## The data

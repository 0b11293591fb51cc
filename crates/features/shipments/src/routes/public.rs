use crate::Shipments;
use crate::model::TrackingView;
use tport_domain::constants::TAG_TRACKING;
use tport_kernel::prelude::*;
use tracing::instrument;
use utoipa_axum::router::OpenApiRouter;
use utoipa_axum::routes;

/// Unauthenticated lookup by tracking id.
pub fn public_router() -> OpenApiRouter<ApiState> {
    OpenApiRouter::new().routes(routes!(track_shipment))
}

#[api_handler(
    get,
    path = "/track/{trackingId}",
    params(("trackingId" = String, Path, description = "Tracking id, case-insensitive")),
    responses(
        (status = OK, body = ApiResponse<TrackingView>),
        (status = NOT_FOUND, description = "Tracking ID not found", body = MessageResponse),
    ),
    tag = TAG_TRACKING,
)]
#[instrument(skip(shipments))]
pub(crate) async fn track_shipment(
    Slice(shipments): Slice<Shipments>,
    ApiPath(tracking_id): ApiPath<String>,
) -> Result<ApiResponse<TrackingView>, ApiError> {
    Ok(ApiResponse::ok(shipments.service.track(&tracking_id).await?))
}
use crate::Identity;
use axum::extract::{FromRequestParts, Request};
use axum::http::request::Parts;
use axum::http::{HeaderMap, header};
use axum::middleware::Next;
use axum::response::Response;
use axum_extra::extract::CookieJar;
use tport_domain::constants::SESSION_COOKIE;
use tport_kernel::server::{ApiError, ApiState};
use tracing::debug;

/// An authenticated admin, taken from `Authorization: Bearer` or the session cookie.
#[derive(Debug, Clone, PartialEq, Eq)]
pub struct AdminSession {
    pub username: String,
    pub expires_at: i64,
}

impl FromRequestParts<ApiState> for AdminSession {
    type Rejection = ApiError;

    async fn from_request_parts(parts: &mut Parts, state: &ApiState) -> Result<Self, Self::Rejection> {
        if let Some(session) = parts.extensions.get::<Self>() {
            return Ok(session.clone());
        }

        let token = session_token(&parts.headers)
            .ok_or_else(|| ApiError::unauthorized("Authentication required"))?;
        let identity = state.try_get_slice::<Identity>()?;

        let claims = identity.tokens.verify(&token).inspect_err(|err| {
            debug!(error = %err, path = %parts.uri.path(), "Rejected session token");
        })?;

        Ok(Self { username: claims.username, expires_at: claims.exp })
    }
}

/// Route layer guarding admin endpoints; the session is stored in request extensions.
pub async fn require_admin(session: AdminSession, mut request: Request, next: Next) -> Response {
    request.extensions_mut().insert(session);
    next.run(request).await
}

/// Bearer token first, then the session cookie.
pub(crate) fn session_token(headers: &HeaderMap) -> Option<String> {
    let bearer = headers
        .get(header::AUTHORIZATION)
        .and_then(|value| value.to_str().ok())
        .and_then(|value| value.strip_prefix("Bearer "))
        .map(str::trim)
        .filter(|token| !token.is_empty());

    bearer.map(str::to_owned).or_else(|| {
        CookieJar::from_headers(headers)
            .get(SESSION_COOKIE)
            .map(|cookie| cookie.value().to_owned())
            .filter(|token| !token.is_empty())
    })
}

#[cfg(test)]
mod tests {
    use super::*;
    use axum::http::HeaderValue;

    #[test]
    fn bearer_wins_over_cookie() {
        let mut headers = HeaderMap::new();
        headers.insert(header::AUTHORIZATION, HeaderValue::from_static("Bearer from-header"));
        headers.insert(header::COOKIE, HeaderValue::from_static("token=from-cookie"));
        assert_eq!(session_token(&headers).as_deref(), Some("from-header"));
    }

    #[test]
    fn falls_back_to_cookie() {
        let mut headers = HeaderMap::new();
        headers.insert(header::AUTHORIZATION, HeaderValue::from_static("Basic abc"));
        headers.insert(header::COOKIE, HeaderValue::from_static("theme=dark; token=from-cookie"));
        assert_eq!(session_token(&headers).as_deref(), Some("from-cookie"));
    }

    #[test]
    fn missing_or_blank_token() {
        assert_eq!(session_token(&HeaderMap::new()), None);

        let mut headers = HeaderMap::new();
        headers.insert(header::AUTHORIZATION, HeaderValue::from_static("Bearer   "));
        headers.insert(header::COOKIE, HeaderValue::from_static("token="));
        assert_eq!(session_token(&headers), None);
    }
}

## Work to be completed
All of the material should be duplicated exactly.

## Result
repository 0b11293591fb51cc
filename crates/features/shipments/src/routes/public.rs
use crate::Shipments;
use crate::model::TrackingView;
use tport_domain::constants::TAG_TRACKING;
use tport_kernel::prelude::*;
use tracing::instrument;
use utoipa_axum::router::OpenApiRouter;
use utoipa_axum::routes;

/// Unauthenticated lookup by tracking id.
pub fn public_router() -> OpenApiRouter<ApiState> {
    OpenApiRouter::new().routes(routes!(track_shipment))
}

#[api_handler(
    get,
    path = "/track/{trackingId}",
    params(("trackingId" = String, Path, description = "Tracking id, case-insensitive")),
    responses(
        (status = OK, body = ApiResponse<TrackingView>),
        (status = NOT_FOUND, description = "Tracking ID not found", body = MessageResponse),
    ),
    tag = TAG_TRACKING,
)]
#[instrument(skip(shipments))]
pub(crate) async fn track_shipment(
    Slice(shipments): Slice<Shipments>,
    ApiPath(tracking_id): ApiPath<String>,
) -> Result<ApiResponse<TrackingView>, ApiError> {
    Ok(ApiResponse::ok(shipments.service.track(&tracking_id).await?))
}
use crate::Identity;
use axum::extract::{FromRequestParts, Request};
use axum::http::request::Parts;
use axum::http::{HeaderMap, header};
use axum::middleware::Next;
use axum::response::Response;
use axum_extra::extract::CookieJar;
use tport_domain::constants::SESSION_COOKIE;
use tport_kernel::server::{ApiError, ApiState};
use tracing::debug;

/// An authenticated admin, taken from `Authorization: Bearer` or the session cookie.
#[derive(Debug, Clone, PartialEq, Eq)]
pub struct AdminSession {
    pub username: String,
    pub expires_at: i64,
}

impl FromRequestParts<ApiState> for AdminSession {
    type Rejection = ApiError;

    async fn from_request_parts(parts: &mut Parts, state: &ApiState) -> Result<Self, Self::Rejection> {
        if let Some(session) = parts.extensions.get::<Self>() {
            return Ok(session.clone());
        }

        let token = session_token(&parts.headers)
            .ok_or_else(|| ApiError::unauthorized("Authentication required"))?;
        let identity = state.try_get_slice::<Identity>()?;

        let claims = identity.tokens.verify(&token).inspect_err(|err| {
            debug!(error = %err, path = %parts.uri.path(), "Rejected session token");
        })?;

        Ok(Self { username: claims.username, expires_at: claims.exp })
    }
}

/// Route layer guarding admin endpoints; the session is stored in request extensions.
pub async fn require_admin(session: AdminSession, mut request: Request, next: Next) -> Response {
    request.extensions_mut().insert(session);
    next.run(request).await
}

/// Bearer token first, then the session cookie.
pub(crate) fn session_token(headers: &HeaderMap) -> Option<String> {
    let bearer = headers
        .get(header::AUTHORIZATION)
        .and_then(|value| value.to_str().ok())
        .and_then(|value| value.strip_prefix("Bearer "))
        .map(str::trim)
        .filter(|token| !token.is_empty());

    bearer.map(str::to_owned).or_else(|| {
        CookieJar::from_headers(headers)
            .get(SESSION_COOKIE)
            .map(|cookie| cookie.value().to_owned())
            .filter(|token| !token.is_empty())
    })
}

#[cfg(test)]
mod tests {
    use super::*;
    use axum::http::HeaderValue;

    #[test]
    fn bearer_wins_over_cookie() {
        let mut headers = HeaderMap::new();
        headers.insert(header::AUTHORIZATION, HeaderValue::from_static("Bearer from-header"));
        headers.insert(header::COOKIE, HeaderValue::from_static("token=from-cookie"));
        assert_eq!(session_token(&headers).as_deref(), Some("from-header"));
    }

    #[test]
    fn falls_back_to_cookie() {
        let mut headers = HeaderMap::new();
        headers.insert(header::AUTHORIZATION, HeaderValue::from_static("Basic abc"));
        headers.insert(header::COOKIE, HeaderValue::from_static("theme=dark; token=from-cookie"));
        assert_eq!(session_token(&headers).as_deref(), Some("from-cookie"));
    }

    #[test]
    fn missing_or_blank_token() {
        assert_eq!(session_token(&HeaderMap::new()), None);

        let mut headers = HeaderMap::new();
        headers.insert(header::AUTHORIZATION, HeaderValue::from_static("Bearer   "));
        headers.insert(header::COOKIE, HeaderValue::from_static("token="));
        assert_eq!(session_token(&headers), None);
    }
}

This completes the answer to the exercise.